Saved entries

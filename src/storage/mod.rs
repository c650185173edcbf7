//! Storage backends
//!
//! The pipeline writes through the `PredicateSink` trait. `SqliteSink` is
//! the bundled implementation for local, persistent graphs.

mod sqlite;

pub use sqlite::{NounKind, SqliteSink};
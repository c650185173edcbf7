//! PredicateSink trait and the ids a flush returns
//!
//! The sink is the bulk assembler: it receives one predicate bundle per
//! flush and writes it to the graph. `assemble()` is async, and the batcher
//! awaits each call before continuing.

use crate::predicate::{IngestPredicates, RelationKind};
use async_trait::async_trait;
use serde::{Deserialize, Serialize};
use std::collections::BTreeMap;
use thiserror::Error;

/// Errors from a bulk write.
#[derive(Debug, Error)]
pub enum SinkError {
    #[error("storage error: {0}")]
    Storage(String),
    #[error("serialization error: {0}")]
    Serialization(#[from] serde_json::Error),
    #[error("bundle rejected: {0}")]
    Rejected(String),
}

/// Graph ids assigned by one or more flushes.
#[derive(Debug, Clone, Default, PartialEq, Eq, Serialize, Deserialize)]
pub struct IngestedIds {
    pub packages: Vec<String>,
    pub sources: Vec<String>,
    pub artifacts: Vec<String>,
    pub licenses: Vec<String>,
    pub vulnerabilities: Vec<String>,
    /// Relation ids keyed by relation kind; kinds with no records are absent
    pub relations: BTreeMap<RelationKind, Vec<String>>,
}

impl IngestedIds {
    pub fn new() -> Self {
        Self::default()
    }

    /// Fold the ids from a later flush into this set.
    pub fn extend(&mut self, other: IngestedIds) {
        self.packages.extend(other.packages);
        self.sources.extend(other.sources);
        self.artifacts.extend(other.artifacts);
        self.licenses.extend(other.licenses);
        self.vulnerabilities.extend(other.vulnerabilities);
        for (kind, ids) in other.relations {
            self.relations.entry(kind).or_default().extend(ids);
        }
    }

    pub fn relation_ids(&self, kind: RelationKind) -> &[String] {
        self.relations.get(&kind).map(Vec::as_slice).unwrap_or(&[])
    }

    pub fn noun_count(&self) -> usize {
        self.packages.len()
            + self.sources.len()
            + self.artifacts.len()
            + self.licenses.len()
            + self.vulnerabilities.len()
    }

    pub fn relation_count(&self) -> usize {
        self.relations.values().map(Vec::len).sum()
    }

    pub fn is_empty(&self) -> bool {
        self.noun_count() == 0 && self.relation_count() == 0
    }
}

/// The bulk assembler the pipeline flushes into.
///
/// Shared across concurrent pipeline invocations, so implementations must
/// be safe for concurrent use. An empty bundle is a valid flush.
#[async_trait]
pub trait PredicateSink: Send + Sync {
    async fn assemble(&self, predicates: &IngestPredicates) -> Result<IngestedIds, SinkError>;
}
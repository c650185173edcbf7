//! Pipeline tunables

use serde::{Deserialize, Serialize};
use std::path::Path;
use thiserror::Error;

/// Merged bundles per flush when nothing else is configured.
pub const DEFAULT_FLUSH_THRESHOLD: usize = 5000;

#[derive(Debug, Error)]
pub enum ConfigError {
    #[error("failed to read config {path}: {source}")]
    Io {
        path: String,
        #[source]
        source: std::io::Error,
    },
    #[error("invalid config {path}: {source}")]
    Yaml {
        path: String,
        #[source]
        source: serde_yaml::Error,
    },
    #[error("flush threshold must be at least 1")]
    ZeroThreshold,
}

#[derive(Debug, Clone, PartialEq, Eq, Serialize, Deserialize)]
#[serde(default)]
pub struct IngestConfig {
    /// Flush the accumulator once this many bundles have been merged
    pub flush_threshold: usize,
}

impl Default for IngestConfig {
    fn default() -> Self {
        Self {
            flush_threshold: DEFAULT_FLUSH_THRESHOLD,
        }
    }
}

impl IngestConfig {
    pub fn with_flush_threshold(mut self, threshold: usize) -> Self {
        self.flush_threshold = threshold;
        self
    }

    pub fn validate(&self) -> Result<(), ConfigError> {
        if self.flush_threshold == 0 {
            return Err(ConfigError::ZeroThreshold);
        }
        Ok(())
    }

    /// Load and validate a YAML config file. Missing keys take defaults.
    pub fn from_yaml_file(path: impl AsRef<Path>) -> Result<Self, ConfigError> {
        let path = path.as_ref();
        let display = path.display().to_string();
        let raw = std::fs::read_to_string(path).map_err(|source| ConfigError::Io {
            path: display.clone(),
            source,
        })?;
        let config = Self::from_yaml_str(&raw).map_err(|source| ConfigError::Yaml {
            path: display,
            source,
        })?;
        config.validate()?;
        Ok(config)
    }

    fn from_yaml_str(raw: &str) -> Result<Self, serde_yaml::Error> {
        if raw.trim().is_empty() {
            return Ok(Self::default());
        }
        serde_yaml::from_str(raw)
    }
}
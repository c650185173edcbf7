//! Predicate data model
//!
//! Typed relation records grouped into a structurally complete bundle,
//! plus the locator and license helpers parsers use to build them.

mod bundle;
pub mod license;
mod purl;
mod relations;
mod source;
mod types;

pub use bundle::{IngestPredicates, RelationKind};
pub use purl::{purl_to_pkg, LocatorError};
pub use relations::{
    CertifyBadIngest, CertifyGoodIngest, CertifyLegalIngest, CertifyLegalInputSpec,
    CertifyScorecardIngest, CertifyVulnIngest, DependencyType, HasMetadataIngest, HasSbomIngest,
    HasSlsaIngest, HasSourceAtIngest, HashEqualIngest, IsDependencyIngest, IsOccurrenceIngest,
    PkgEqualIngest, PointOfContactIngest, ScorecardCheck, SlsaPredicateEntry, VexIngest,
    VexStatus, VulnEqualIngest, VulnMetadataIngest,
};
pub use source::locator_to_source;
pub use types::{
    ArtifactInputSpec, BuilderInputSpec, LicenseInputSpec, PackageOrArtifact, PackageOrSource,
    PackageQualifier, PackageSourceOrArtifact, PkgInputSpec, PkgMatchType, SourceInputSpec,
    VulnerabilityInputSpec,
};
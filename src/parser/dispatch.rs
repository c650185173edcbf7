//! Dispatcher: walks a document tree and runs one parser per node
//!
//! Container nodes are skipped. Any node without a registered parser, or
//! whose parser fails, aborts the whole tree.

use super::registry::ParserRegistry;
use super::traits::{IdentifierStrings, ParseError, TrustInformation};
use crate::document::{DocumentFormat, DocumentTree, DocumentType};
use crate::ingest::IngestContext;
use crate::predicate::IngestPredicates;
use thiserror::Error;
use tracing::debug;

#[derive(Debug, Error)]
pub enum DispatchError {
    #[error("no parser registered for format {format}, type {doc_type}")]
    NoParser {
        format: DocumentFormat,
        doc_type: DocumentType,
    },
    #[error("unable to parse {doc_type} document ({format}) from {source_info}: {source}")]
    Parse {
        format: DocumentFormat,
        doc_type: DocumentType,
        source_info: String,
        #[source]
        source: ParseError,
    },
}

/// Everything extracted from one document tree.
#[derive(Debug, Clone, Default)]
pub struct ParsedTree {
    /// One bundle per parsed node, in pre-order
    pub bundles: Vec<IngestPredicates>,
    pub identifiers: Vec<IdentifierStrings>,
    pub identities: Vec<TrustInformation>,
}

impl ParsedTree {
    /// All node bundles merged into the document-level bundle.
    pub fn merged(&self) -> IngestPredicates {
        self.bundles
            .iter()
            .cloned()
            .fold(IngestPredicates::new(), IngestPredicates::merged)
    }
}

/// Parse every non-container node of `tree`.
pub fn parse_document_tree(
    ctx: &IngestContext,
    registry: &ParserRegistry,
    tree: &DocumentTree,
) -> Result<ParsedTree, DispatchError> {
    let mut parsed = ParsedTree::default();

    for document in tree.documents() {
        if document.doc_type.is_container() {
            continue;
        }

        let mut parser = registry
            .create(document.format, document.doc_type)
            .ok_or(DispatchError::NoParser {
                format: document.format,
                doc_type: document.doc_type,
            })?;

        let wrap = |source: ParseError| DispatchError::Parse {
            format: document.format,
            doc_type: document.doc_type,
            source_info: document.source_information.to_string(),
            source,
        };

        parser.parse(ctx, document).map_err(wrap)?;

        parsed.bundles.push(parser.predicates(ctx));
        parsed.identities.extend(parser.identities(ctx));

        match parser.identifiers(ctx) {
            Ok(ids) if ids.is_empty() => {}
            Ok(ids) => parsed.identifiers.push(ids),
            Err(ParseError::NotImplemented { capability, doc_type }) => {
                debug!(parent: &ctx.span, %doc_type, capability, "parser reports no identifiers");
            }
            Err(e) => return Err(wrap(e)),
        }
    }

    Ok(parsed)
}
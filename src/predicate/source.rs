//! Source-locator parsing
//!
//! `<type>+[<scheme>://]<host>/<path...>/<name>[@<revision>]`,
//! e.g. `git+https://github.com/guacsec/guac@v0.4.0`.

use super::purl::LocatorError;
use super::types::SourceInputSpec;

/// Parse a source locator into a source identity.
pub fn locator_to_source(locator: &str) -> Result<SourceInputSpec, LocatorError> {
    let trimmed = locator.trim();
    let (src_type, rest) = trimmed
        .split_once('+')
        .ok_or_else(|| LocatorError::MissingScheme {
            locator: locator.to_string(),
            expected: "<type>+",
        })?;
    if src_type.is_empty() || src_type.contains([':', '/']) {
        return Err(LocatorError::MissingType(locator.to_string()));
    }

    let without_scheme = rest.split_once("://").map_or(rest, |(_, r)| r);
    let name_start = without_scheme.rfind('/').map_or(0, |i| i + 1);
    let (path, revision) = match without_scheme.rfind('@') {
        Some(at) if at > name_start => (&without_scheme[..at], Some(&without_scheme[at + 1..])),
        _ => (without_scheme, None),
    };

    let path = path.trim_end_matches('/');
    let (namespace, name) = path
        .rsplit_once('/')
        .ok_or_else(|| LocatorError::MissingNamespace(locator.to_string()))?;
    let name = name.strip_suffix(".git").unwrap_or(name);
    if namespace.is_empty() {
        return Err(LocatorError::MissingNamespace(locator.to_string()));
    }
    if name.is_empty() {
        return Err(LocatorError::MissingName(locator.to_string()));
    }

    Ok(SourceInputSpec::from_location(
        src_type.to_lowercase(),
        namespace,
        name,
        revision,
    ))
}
---
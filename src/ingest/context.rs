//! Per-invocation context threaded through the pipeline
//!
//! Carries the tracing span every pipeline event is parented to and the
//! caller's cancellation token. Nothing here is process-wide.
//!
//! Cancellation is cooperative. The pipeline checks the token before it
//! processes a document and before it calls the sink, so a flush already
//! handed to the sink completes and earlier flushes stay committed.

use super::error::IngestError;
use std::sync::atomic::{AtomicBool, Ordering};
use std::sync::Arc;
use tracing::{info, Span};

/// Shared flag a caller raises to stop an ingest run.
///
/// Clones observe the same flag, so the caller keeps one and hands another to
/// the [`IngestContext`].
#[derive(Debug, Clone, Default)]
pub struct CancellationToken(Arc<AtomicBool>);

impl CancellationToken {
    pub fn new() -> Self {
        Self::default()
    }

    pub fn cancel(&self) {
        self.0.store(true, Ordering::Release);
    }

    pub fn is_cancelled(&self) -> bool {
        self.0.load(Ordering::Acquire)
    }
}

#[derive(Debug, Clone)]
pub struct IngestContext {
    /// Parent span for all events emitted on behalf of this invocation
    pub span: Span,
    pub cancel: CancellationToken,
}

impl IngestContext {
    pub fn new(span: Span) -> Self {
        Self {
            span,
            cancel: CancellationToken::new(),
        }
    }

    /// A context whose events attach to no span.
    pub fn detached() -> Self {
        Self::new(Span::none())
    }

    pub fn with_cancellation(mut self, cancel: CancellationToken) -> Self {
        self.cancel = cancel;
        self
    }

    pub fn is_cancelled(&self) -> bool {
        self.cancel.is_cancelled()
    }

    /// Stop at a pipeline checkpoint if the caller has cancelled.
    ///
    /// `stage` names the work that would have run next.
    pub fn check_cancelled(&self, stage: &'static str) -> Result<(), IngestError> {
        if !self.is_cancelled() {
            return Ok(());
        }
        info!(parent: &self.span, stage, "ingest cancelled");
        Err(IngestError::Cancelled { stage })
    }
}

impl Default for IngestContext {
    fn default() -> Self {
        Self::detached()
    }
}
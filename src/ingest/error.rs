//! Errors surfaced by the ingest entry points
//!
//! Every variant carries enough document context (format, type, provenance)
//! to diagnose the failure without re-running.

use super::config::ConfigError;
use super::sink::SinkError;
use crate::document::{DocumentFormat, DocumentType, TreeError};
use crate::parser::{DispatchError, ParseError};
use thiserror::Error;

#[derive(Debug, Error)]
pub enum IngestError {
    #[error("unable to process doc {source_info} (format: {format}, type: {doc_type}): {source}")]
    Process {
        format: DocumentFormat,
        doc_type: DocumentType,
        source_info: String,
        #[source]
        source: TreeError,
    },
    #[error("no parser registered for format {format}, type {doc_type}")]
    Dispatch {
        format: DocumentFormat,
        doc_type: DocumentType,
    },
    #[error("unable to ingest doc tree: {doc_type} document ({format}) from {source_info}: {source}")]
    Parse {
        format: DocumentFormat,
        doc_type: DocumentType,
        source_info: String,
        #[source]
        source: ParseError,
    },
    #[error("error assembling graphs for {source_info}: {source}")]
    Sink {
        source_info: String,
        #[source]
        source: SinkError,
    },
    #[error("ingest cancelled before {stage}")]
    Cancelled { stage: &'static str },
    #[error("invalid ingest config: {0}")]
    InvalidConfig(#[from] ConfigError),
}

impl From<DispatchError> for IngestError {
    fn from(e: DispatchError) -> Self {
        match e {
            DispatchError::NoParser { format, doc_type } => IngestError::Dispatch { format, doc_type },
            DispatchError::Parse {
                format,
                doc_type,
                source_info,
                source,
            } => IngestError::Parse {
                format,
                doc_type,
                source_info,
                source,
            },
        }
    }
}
* * *
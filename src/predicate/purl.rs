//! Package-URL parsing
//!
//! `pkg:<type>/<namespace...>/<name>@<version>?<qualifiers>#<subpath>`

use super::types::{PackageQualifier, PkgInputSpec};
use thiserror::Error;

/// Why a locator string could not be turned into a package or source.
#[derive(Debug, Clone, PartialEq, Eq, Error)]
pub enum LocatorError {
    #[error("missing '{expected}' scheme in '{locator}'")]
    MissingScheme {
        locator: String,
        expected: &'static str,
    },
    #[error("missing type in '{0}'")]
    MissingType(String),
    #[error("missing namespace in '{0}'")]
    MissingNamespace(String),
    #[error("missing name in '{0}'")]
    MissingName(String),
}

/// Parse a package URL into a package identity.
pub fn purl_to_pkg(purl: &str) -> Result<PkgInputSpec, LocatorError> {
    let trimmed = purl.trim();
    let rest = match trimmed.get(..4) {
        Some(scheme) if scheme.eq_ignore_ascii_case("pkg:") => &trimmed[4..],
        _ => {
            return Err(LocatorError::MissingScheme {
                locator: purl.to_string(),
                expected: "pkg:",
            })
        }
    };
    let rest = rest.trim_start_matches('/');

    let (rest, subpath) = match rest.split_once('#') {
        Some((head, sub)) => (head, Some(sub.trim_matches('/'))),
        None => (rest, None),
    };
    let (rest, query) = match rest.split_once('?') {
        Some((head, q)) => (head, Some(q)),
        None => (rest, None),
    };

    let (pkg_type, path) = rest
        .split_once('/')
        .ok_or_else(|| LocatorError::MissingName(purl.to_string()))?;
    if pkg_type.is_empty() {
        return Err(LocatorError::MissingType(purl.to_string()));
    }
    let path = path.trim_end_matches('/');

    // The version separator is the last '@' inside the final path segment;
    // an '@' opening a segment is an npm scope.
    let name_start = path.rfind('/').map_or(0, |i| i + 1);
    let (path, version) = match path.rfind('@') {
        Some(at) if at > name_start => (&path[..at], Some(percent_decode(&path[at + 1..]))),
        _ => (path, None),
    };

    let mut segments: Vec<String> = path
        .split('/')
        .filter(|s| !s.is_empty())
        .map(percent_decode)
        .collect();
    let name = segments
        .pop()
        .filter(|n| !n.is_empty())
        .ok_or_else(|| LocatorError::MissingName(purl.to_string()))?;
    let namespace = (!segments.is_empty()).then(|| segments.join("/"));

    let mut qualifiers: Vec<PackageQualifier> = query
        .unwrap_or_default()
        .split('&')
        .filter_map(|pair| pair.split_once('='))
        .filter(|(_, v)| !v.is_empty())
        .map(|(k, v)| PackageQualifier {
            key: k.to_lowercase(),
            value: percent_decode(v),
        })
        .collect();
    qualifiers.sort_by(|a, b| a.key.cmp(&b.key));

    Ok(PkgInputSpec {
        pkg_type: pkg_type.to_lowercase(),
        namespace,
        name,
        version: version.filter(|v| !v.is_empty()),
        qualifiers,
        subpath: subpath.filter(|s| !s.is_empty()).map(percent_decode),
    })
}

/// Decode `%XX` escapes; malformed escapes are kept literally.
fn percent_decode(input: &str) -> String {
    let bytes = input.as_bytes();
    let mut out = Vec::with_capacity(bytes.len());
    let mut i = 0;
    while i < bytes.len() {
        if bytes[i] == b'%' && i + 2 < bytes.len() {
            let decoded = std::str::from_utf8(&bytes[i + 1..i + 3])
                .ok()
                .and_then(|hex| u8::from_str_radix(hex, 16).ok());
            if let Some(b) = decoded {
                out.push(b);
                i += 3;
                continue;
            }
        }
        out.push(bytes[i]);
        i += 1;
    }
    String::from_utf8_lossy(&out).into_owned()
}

WORK TO BE COMPLETED - Which lines of the records above contain the word "subpath"? Report each one.

RESPONSE TO THE EXERCISE -
//! `pkg:<type>/<namespace...>/<name>@<version>?<qualifiers>#<subpath>`
    let (rest, subpath) = match rest.split_once('#') {
        subpath: subpath.filter(|s| !s.is_empty()).map(percent_decode),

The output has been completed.